Il Giro parte dal mare d’Albania, e già l’aria sa di novità. A Durazzo, antica porta d’ingresso
dell’Adriatico, si alza il sipario sul 108° atto del romanzo rosa più antico d’Europa. Davanti ai
corridori, 164 chilometri che s’insinuano tra le dolci pieghe della costa e le più aspre asperità
dell’entroterra, fino a Tirana, dove la prima maglia rosa sarà consegnata – forse – ma non senza
dubbi, non senza battaglia.
È una giornata che nasce con il sole alto e le squadre schierate, nervose, come cavalli imbizzarriti
nei recinti del tempo. Wout van Aert, il belga d’acciaio della Visma, chiama l’ammiraglia prima
ancora che il cuore della corsa cominci a battere. Un problema tecnico, forse un presagio. Ma
Wout rientra, lucido, e il plotone si prepara al primo scatto.
La bandiera si abbassa, e l’avventura ha inizio.
Primi chilometri pianeggianti, e già si sente il bisogno di fuga. Gli ardori si accendono, gli uomini si
lanciano. In quattro provano a scappare, cinque li inseguono, ma il gruppo è vigile, famelico, e non
lascia spazio. Solo quando si accende l’accordo perfetto tra tre italiani e due stranieri – Verre,
Tonelli, Moniquet, poi Van der Hoorn e un Bardiani generoso – si forma la fuga buona. Cinque
uomini, cinque sogni in fuga nel cuore d’Albania.
Il gruppo, guidato dalla Lidl-Trek per Mads Pedersen, lascia fare, ma non troppo. Il vantaggio
oscilla come una fune al vento: 1’44”, poi 1’22”, poi ancora 1’50”. La tregua è solo apparente. Le
strade si stringono, il caldo comincia a mordere, i meccanici passano borracce come monete d’oro.
Sulla salita e nei tratti nervosi, si comincia a fare la conta.
Il primo sprint è roba da gentlemen: Tonelli passa per primo, ma non c’è battaglia tra i fuggitivi. Al
secondo, invece, Tarozzi si prende i punti, ben conscio che possono pesare più di una salita.

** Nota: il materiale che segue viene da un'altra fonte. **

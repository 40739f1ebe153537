//! Client helper for forwarding acquisition events to the lockwatch daemon.
//!
//! The daemon is the only writer. Failures are surfaced to the caller; there is
//! no local fallback store.

use lockwatch_protocol::{
    DeviceEventEnvelope, Method, PowerEnvelope, Request, Response, UiEventEnvelope,
    MAX_REQUEST_BYTES, PROTOCOL_VERSION,
};
use chrono::Utc;
use rand::RngCore;
use serde::Serialize;
use serde_json::Value;
use std::env;
use std::io::{Read, Write};
use std::os::unix::net::UnixStream;
use std::path::PathBuf;
use std::time::Duration;

const ENABLE_ENV: &str = "LOCKWATCH_DAEMON_ENABLED";
const SOCKET_ENV: &str = "LOCKWATCH_DAEMON_SOCKET";
const SOCKET_NAME: &str = "daemon.sock";
const READ_TIMEOUT_MS: u64 = 600;
const WRITE_TIMEOUT_MS: u64 = 600;
const RETRY_DELAY_MS: u64 = 50;

pub fn send_ui_event(envelope: &UiEventEnvelope) -> Result<Value, String> {
    send_with_retry(Method::UiEvent, &envelope.event_id, envelope, "ui event")
}

pub fn send_power(envelope: &PowerEnvelope) -> Result<Value, String> {
    send_with_retry(Method::Power, &envelope.event_id, envelope, "power action")
}

pub fn send_device_event(envelope: &DeviceEventEnvelope) -> Result<Value, String> {
    send_with_retry(
        Method::DeviceEvent,
        &envelope.event_id,
        envelope,
        "device event",
    )
}

/// Read-only query. Not retried: the caller can simply ask again.
pub fn query(method: Method, params: Option<Value>) -> Result<Value, String> {
    ensure_enabled()?;
    let request = Request {
        protocol_version: PROTOCOL_VERSION,
        method,
        id: Some(make_event_id("qry")),
        params,
    };
    into_data(send_request(&request)?)
}

pub fn daemon_enabled() -> bool {
    match env::var(ENABLE_ENV) {
        Ok(value) => matches!(value.as_str(), "1" | "true" | "TRUE" | "yes" | "YES"),
        Err(_) => true,
    }
}

pub fn make_event_id(prefix: &str) -> String {
    let mut random = rand::thread_rng();
    format!(
        "{}-{}-{:x}",
        prefix,
        Utc::now().timestamp_millis(),
        random.next_u64()
    )
}

fn ensure_enabled() -> Result<(), String> {
    if daemon_enabled() {
        Ok(())
    } else {
        Err("Daemon disabled".to_string())
    }
}

fn socket_path() -> Result<PathBuf, String> {
    if let Ok(path) = env::var(SOCKET_ENV) {
        return Ok(PathBuf::from(path));
    }
    let home = dirs::home_dir().ok_or_else(|| "Home directory not found".to_string())?;
    Ok(home.join(".lockwatch").join(SOCKET_NAME))
}

// The retry reuses the same request and event id. The daemon answers a
// resend it already applied with the first outcome.
fn send_with_retry<T: Serialize>(
    method: Method,
    event_id: &str,
    envelope: &T,
    label: &str,
) -> Result<Value, String> {
    ensure_enabled()?;
    let params = serde_json::to_value(envelope)
        .map_err(|err| format!("Failed to serialize {}: {}", label, err))?;
    let request = Request {
        protocol_version: PROTOCOL_VERSION,
        method,
        id: Some(event_id.to_string()),
        params: Some(params),
    };

    match send_request(&request).and_then(into_data) {
        Ok(data) => Ok(data),
        Err(err) => {
            tracing::warn!(error = %err, "Failed to send {} to daemon", label);
            std::thread::sleep(Duration::from_millis(RETRY_DELAY_MS));
            send_request(&request).and_then(into_data).map_err(|retry_err| {
                tracing::warn!(
                    error = %retry_err,
                    "Retry failed sending {} to daemon",
                    label
                );
                retry_err
            })
        }
    }
}

fn into_data(response: Response) -> Result<Value, String> {
    if response.ok {
        Ok(response.data.unwrap_or(Value::Null))
    } else {
        Err(response
            .error
            .map(|err| format!("{}: {}", err.code, err.message))
            .unwrap_or_else(|| "Unknown daemon error".to_string()))
    }
}

fn send_request(request: &Request) -> Result<Response, String> {
    let socket = socket_path()?;
    let mut stream = UnixStream::connect(&socket)
        .map_err(|err| format!("Failed to connect to daemon socket: {}", err))?;
    let _ = stream.set_read_timeout(Some(Duration::from_millis(READ_TIMEOUT_MS)));
    let _ = stream.set_write_timeout(Some(Duration::from_millis(WRITE_TIMEOUT_MS)));

    serde_json::to_writer(&mut stream, request)
        .map_err(|err| format!("Failed to write request: {}", err))?;
    stream
        .write_all(b"\n")
        .map_err(|err| format!("Failed to flush request: {}", err))?;
    stream.flush().ok();

    read_response(&mut stream)
}

fn read_response(stream: &mut UnixStream) -> Result<Response, String> {
    let mut buffer = Vec::new();
    let mut chunk = [0u8; 4096];

    loop {
        match stream.read(&mut chunk) {
            Ok(0) => break,
            Ok(n) => {
                buffer.extend_from_slice(&chunk[..n]);
                if buffer.len() > MAX_REQUEST_BYTES {
                    return Err("Response exceeded maximum size".to_string());
                }
                if chunk[..n].contains(&b'\n') {
                    break;
                }
            }
            Err(err)
                if matches!(
                    err.kind(),
                    std::io::ErrorKind::WouldBlock | std::io::ErrorKind::TimedOut
                ) =>
            {
                return Err("Timed out waiting for daemon response".to_string());
            }
            Err(err) => return Err(format!("Failed to read response: {}", err)),
        }
    }

    let response_bytes = match buffer.iter().position(|b| *b == b'\n') {
        Some(index) => &buffer[..index],
        None => buffer.as_slice(),
    };

    if response_bytes.is_empty() {
        return Err("Daemon response was empty".to_string());
    }

    serde_json::from_slice(response_bytes)
        .map_err(|err| format!("Failed to parse response JSON: {}", err))
}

Ma dietro si prepara la guerra. Una caduta a -91,2 km coinvolge Ayuso, uno dei favoriti. Si rialza
come un guerriero, riparte, rientra, ma il gruppo ha fiutato il sangue e accelera. Il vantaggio dei
cinque si assottiglia, e l’armonia si sfalda. Van der Hoorn perde le ruote, restano in quattro, poi in
tre. Verre tenta l’impresa solitaria, va via con coraggio, ma la discesa non perdona. L’asfalto cuce il
suo destino con il gruppo che rimonta come un’onda.
A -40 km l’utopia della fuga è finita. I fuggitivi vengono riassorbiti, come stelle cadenti svanite
all’alba. I velocisti cominciano a saltare, la salita di Surrel seleziona, il gruppo è un elastico tirato al
limite. Fortunato della Astana prende i punti al secondo GPM, mentre si entra nel tratto tecnico,
tortuoso, il primo assaggio del finale.
A -23 km primo passaggio sul traguardo, le squadre si ricompattano. La Lidl Trek torna davanti,
macina, sacrifica, spinge. Pedersen è protetto come un re. A -18 km si risale Surrel, è l’ultimo
muro: chi ha qualcosa deve darlo ora, o mai più. Ciccone scollina per primo, e lancia la discesa
come un messaggero d’epoche antiche.
Poi la corsa diventa caos.
A -5,5 km una caduta stronca le ambizioni di Mikel Landa, dolorante alla schiena, mentre Bouchard
resta coinvolto. La corsa non aspetta, lanciata verso il destino.
Ultimi tremila metri: la quiete prima della tempesta. Gli sprinter si marcano, si studiano, si
temono. A -1 km si sciolgono i treni, si aprono i ventagli della velocità. Gli ultimi uomini danno
tutto, sacrificano ogni energia per lanciare i loro capitani.
Ed è volata.
Van Aert parte, ma Pedersen lo affianca, lo supera, lo doma.
Mads Pedersen vince a Tirana e conquista la maglia rosa. Il Giro d’Italia comincia nel nome del
nord, sotto il sole dei Balcani, con una vittoria conquistata con strategia, forza e quel pizzico di
follia che rende il ciclismo uno sport diverso da ogni altro.
Il cuore del Giro ha ripreso a battere. E l’epopea è appena cominciata.